Reuters reported that capital flows data showed foreign investors were net sellers of Japanese stocks last week, with a net 54.6 billion yen ($443 million) in shares sold.
On Wednesday, the Bank of Japan's deputy governor Kikuo Iwata told business leaders in Okayama the BOJ was prepared to ease monetary policy again if tougher conditions in emerging markets stymied the uptrend in Japanese inflation, but he said that the central bank could keep policy unchanged at present because the risks from a further slowdown in emerging economies worsening was low in the near future.
"If the manifestation of such risk leads to a deterioration of the underlying trend in inflation, the Bank will make adjustments without hesitation," he said.
Shares in Pioneer saw the biggest loss on the index, down 4 percent on fears of stock dilution. The company reportedly announced on Wednesday it will raise 15 billion yen ($121.6 million) by issuing convertible bonds.
Japanese blue chip companies closed mixed with shares in Mitsubishi Electric and Toshiba seeing losses between 0.7 and 1 percent. Market heavyweight Fast Retailing also closed the session down 1.57 percent.
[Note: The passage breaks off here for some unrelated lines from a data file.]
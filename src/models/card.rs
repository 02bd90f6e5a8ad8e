use serde::Serialize;

/// Everything a renderer needs to draw one course card.
#[derive(Debug, Clone, PartialEq, Serialize)]
#[serde(rename_all = "camelCase")]
pub struct CourseCard {
    pub name: String,
    pub percent_complete: f64,
    pub days_remaining: u32,
    pub average_pace: f64,
    pub suggested_target: u32,
    pub color: String,
    pub completed_slides: u32,
    pub total_slides: u32,
}

impl CourseCard {
    pub fn is_finished(&self) -> bool {
        self.completed_slides >= self.total_slides
    }

    /// Whether the current pace would finish the course in the time left.
    pub fn on_track(&self) -> bool {
        if self.is_finished() {
            return true;
        }
        self.average_pace >= self.suggested_target as f64
    }
}
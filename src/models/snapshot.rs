use chrono::{DateTime, Utc};
use serde::{Deserialize, Serialize};

use crate::models::CourseProgress;

/// The persisted form of the whole store.
#[derive(Debug, Clone, PartialEq, Serialize, Deserialize)]
#[serde(rename_all = "camelCase")]
pub struct ProgressSnapshot {
    pub progress: Vec<CourseProgress>,
    pub last_update_date: DateTime<Utc>,
}

impl ProgressSnapshot {
    pub fn new(progress: Vec<CourseProgress>) -> Self {
        Self {
            progress,
            last_update_date: Utc::now(),
        }
    }

    pub fn to_json(&self) -> serde_json::Result<String> {
        serde_json::to_string(self)
    }

    pub fn from_json(data: &str) -> serde_json::Result<Self> {
        serde_json::from_str(data)
    }
}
The South Korean market continued its losing run as investor confidence weighed by Wall Street and lower commodities prices. The Kospi index closed 15 points or 0.8 percent lower at 1994.
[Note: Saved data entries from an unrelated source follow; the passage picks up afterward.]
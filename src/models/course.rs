use chrono::NaiveDate;
use serde::{Deserialize, Serialize};

/// Static configuration for one tracked course, as read from `config.toml`.
#[derive(Debug, Clone, PartialEq, Serialize, Deserialize)]
pub struct Course {
    pub name: String,
    pub total_slides: u32,
    pub exam_date: NaiveDate,
    #[serde(default = "default_color")]
    pub color: String,
    #[serde(default)]
    pub initial_completed: u32,
}

fn default_color() -> String {
    "#4e79a7".to_string()
}

/// Slides added on a single calendar day.
#[derive(Debug, Clone, PartialEq, Eq, Serialize, Deserialize)]
pub struct DailyEntry {
    pub date: NaiveDate,
    pub slides: u32,
}

impl DailyEntry {
    pub fn new(date: NaiveDate, slides: u32) -> Self {
        Self { date, slides }
    }
}

/// Runtime progress for one course. Field names follow the exchange file
/// format, so this is also the record written by export.
#[derive(Debug, Clone, PartialEq, Serialize, Deserialize)]
#[serde(rename_all = "camelCase")]
pub struct CourseProgress {
    pub name: String,
    #[serde(alias = "unitsTotal")]
    pub total_slides: u32,
    pub exam_date: NaiveDate,
    pub color: String,
    #[serde(default)]
    pub initial_completed: u32,
    #[serde(alias = "unitsCompleted")]
    pub completed_slides: u32,
    #[serde(default)]
    pub daily_progress: Vec<DailyEntry>,
}

impl CourseProgress {
    /// Seed a fresh record from configuration. A positive initial count is
    /// credited to `today` so it shows up in the log and the chart.
    pub fn from_course(course: &Course, today: NaiveDate) -> Self {
        let initial = course.initial_completed.min(course.total_slides);
        let daily_progress = if initial > 0 {
            vec![DailyEntry::new(today, initial)]
        } else {
            Vec::new()
        };
        Self {
            name: course.name.clone(),
            total_slides: course.total_slides,
            exam_date: course.exam_date,
            color: course.color.clone(),
            initial_completed: initial,
            completed_slides: initial,
            daily_progress,
        }
    }

    pub fn remaining(&self) -> u32 {
        self.total_slides.saturating_sub(self.completed_slides)
    }

    /// Credit `slides` to the course, never past the total. Returns the
    /// amount actually credited.
    pub fn credit(&mut self, slides: u32) -> u32 {
        let credited = slides.min(self.remaining());
        self.completed_slides += credited;
        credited
    }

    /// Add `slides` to the entry for `date`, creating it if there is none.
    pub fn log_on(&mut self, date: NaiveDate, slides: u32) {
        match self.daily_progress.iter_mut().find(|e| e.date == date) {
            Some(entry) => entry.slides = entry.slides.saturating_add(slides),
            None => {
                self.daily_progress.push(DailyEntry::new(date, slides));
                if self.daily_progress.len() > 1 {
                    self.daily_progress.sort_by_key(|e| e.date);
                }
            }
        }
    }

    /// Sort the log by date and fold entries sharing a date into one.
    pub fn normalize_log(&mut self) {
        self.daily_progress.sort_by_key(|e| e.date);
        self.daily_progress.dedup_by(|later, kept| {
            if later.date == kept.date {
                kept.slides = kept.slides.saturating_add(later.slides);
                true
            } else {
                false
            }
        });
    }

    /// Pull `completed_slides` back into `0..=total_slides`.
    pub fn clamp_completed(&mut self) {
        if self.completed_slides > self.total_slides {
            self.completed_slides = self.total_slides;
        }
    }
}
//! testinium-pipeline - run a Testinium test plan from a CI step

pub mod api;
pub mod cli;
pub mod core;
pub mod execution;
pub mod persistence;

// Re-export commonly used types
pub use api::{ApiClientConfig, TestiniumApi, TestiniumHttpClient};
pub use core::{ResultSummary, RunConfig, RunContext, Stage, StageOutcome, WorkflowError};
pub use execution::{
    exit_code, DeadlineGuard, ThresholdEvaluator, Verdict, WorkflowEvent, WorkflowOrchestrator,
};
pub use persistence::{EnvFileSink, ResultSink};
Revised data from the Bank of Korea showed the economy grew a seasonally adjusted 1.3 percent on-quarter between July and September.
Blue chip and tech shares traded lower. Shares in Samsung Electronics was down 0.77 percent, steel manufacturer Posco was down 0.86 percent, while Hyundai Motor pared losses and closed 0.66 percent higher.
The Korean won depreciated against the dollar, fetching 1164 won.